* [EXERCISE DIRECTIONS]
Word for word, restate every line of the material.

* [WORKING DATA]
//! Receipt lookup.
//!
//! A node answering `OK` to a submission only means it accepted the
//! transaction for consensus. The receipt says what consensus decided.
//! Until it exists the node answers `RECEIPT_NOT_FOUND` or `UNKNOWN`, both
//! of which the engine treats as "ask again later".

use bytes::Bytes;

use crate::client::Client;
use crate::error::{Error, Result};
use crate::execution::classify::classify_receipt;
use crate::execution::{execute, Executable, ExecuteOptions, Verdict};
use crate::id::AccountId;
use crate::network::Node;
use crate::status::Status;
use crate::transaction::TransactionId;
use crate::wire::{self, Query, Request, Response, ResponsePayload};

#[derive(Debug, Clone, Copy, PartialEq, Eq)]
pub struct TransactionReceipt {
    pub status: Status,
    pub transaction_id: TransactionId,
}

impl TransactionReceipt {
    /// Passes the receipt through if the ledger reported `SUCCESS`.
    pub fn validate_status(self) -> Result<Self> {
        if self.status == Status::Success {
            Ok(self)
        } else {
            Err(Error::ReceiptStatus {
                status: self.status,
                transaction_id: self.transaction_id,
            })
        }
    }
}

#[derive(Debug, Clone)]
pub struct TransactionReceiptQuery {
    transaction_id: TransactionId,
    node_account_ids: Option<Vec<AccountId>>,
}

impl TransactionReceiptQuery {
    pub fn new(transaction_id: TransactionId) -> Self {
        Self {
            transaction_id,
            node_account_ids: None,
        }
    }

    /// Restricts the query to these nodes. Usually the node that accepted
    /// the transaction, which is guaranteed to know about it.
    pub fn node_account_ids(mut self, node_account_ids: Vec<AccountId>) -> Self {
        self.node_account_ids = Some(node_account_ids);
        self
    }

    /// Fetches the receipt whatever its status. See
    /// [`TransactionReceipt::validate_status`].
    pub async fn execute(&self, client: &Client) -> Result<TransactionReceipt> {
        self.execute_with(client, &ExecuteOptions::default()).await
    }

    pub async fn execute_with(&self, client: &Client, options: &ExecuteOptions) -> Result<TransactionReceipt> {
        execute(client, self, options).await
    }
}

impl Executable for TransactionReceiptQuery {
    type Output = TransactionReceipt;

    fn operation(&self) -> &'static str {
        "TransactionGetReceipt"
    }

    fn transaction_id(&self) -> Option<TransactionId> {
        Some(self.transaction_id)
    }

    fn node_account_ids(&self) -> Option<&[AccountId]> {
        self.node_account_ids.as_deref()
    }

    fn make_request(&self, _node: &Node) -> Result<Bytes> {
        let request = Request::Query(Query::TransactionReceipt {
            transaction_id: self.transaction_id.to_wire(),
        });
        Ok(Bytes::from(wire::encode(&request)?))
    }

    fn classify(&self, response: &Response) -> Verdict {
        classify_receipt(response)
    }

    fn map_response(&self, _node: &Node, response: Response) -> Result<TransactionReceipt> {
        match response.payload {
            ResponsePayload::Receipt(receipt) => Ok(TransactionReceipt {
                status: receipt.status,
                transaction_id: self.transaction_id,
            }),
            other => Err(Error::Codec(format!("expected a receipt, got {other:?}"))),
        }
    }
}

* [RESULT FOR THIS EXERCISE]
//! Receipt lookup.
//!
//! A node answering `OK` to a submission only means it accepted the
//! transaction for consensus. The receipt says what consensus decided.
//! Until it exists the node answers `RECEIPT_NOT_FOUND` or `UNKNOWN`, both
//! of which the engine treats as "ask again later".

use bytes::Bytes;

use crate::client::Client;
use crate::error::{Error, Result};
use crate::execution::classify::classify_receipt;
use crate::execution::{execute, Executable, ExecuteOptions, Verdict};
use crate::id::AccountId;
use crate::network::Node;
use crate::status::Status;
use crate::transaction::TransactionId;
use crate::wire::{self, Query, Request, Response, ResponsePayload};

#[derive(Debug, Clone, Copy, PartialEq, Eq)]
pub struct TransactionReceipt {
    pub status: Status,
    pub transaction_id: TransactionId,
}

impl TransactionReceipt {
    /// Passes the receipt through if the ledger reported `SUCCESS`.
    pub fn validate_status(self) -> Result<Self> {
        if self.status == Status::Success {
            Ok(self)
        } else {
            Err(Error::ReceiptStatus {
                status: self.status,
                transaction_id: self.transaction_id,
            })
        }
    }
}

#[derive(Debug, Clone)]
pub struct TransactionReceiptQuery {
    transaction_id: TransactionId,
    node_account_ids: Option<Vec<AccountId>>,
}

impl TransactionReceiptQuery {
    pub fn new(transaction_id: TransactionId) -> Self {
        Self {
            transaction_id,
            node_account_ids: None,
        }
    }

    /// Restricts the query to these nodes. Usually the node that accepted
    /// the transaction, which is guaranteed to know about it.
    pub fn node_account_ids(mut self, node_account_ids: Vec<AccountId>) -> Self {
        self.node_account_ids = Some(node_account_ids);
        self
    }

    /// Fetches the receipt whatever its status. See
    /// [`TransactionReceipt::validate_status`].
    pub async fn execute(&self, client: &Client) -> Result<TransactionReceipt> {
        self.execute_with(client, &ExecuteOptions::default()).await
    }

    pub async fn execute_with(&self, client: &Client, options: &ExecuteOptions) -> Result<TransactionReceipt> {
        execute(client, self, options).await
    }
}

impl Executable for TransactionReceiptQuery {
    type Output = TransactionReceipt;

    fn operation(&self) -> &'static str {
        "TransactionGetReceipt"
    }

    fn transaction_id(&self) -> Option<TransactionId> {
        Some(self.transaction_id)
    }

    fn node_account_ids(&self) -> Option<&[AccountId]> {
        self.node_account_ids.as_deref()
    }

    fn make_request(&self, _node: &Node) -> Result<Bytes> {
        let request = Request::Query(Query::TransactionReceipt {
            transaction_id: self.transaction_id.to_wire(),
        });
        Ok(Bytes::from(wire::encode(&request)?))
    }

    fn classify(&self, response: &Response) -> Verdict {
        classify_receipt(response)
    }

    fn map_response(&self, _node: &Node, response: Response) -> Result<TransactionReceipt> {
        match response.payload {
            ResponsePayload::Receipt(receipt) => Ok(TransactionReceipt {
                status: receipt.status,
                transaction_id: self.transaction_id,
            }),
            other => Err(Error::Codec(format!("expected a receipt, got {other:?}"))),
        }
    }
}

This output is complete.